Figure 2. Recognition of HLA-A2-restricted ZnT8 epitopes in different study subjects.

a Percent of new-onset type 1 diabetes (T1D) adults (blue bars; n=12), new-onset T1D children (red bars; n=10), type 2 diabetes (T2D; grey bars; n=24) and healthy subjects (white bars; n=27) responding to each individual epitope by IFN-γ ELISpot. b IFN-γ ELISpot responses were measured in a T1D adult using PBMCs stimulated in the presence of no Ab, isotype control Ab, anti-CD8 or anti-HLA-A2 Ab.
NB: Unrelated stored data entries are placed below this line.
use serde::{Deserialize, Serialize};
use std::time::Duration;

use super::constants::{
    DEFAULT_ISSUER_KEY_ENV, DEFAULT_MAX_PENDING_CERTIFICATES, DEFAULT_MAX_RETRIES,
    DEFAULT_PENDING_TTL_SECS,
};

#[derive(Clone, Debug, Serialize, Deserialize)]
#[serde(default)]
pub struct AuthorityConfig {
    pub issuer_key_env: String,
    pub max_allocation_retries: u32,
    /// Root refetches a holder makes when reconstruction overshoots.
    pub max_root_retries: u32,
    /// How long an issued, unminted certificate is returned for a repeated claim.
    pub pending_ttl_secs: u64,
    pub max_pending_certificates: usize,
}

impl AuthorityConfig {
    pub fn pending_ttl(&self) -> Duration {
        Duration::from_secs(self.pending_ttl_secs)
    }
}

impl Default for AuthorityConfig {
    fn default() -> Self {
        Self {
            issuer_key_env: DEFAULT_ISSUER_KEY_ENV.to_string(),
            max_allocation_retries: DEFAULT_MAX_RETRIES,
            max_root_retries: DEFAULT_MAX_RETRIES,
            pending_ttl_secs: DEFAULT_PENDING_TTL_SECS,
            max_pending_certificates: DEFAULT_MAX_PENDING_CERTIFICATES,
        }
    }
}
Mean ± SD counts of triplicate wells are given without background subtraction for each of the indicated peptide stimuli: no peptide (white bars), ZnT8_186–194 (light grey bars) and ZnT8_253–261 (dark grey bars). c Patient A03 was tested at 4 subsequent time points for PBMC reactivities against the indicated peptides: ZnT8_186–194 (circles), ZnT8_153–161 (diamonds) and viral mix (squares). Results are expressed as mean IFN-γ SFC/10⁶ PBMCs and are background-subtracted. d Relative distribution of epitope specificities. The percent prevalence of each epitope out of all epitopes recognized among new-onset T1D adults (left; n=19) and children (right; n=12) is shown.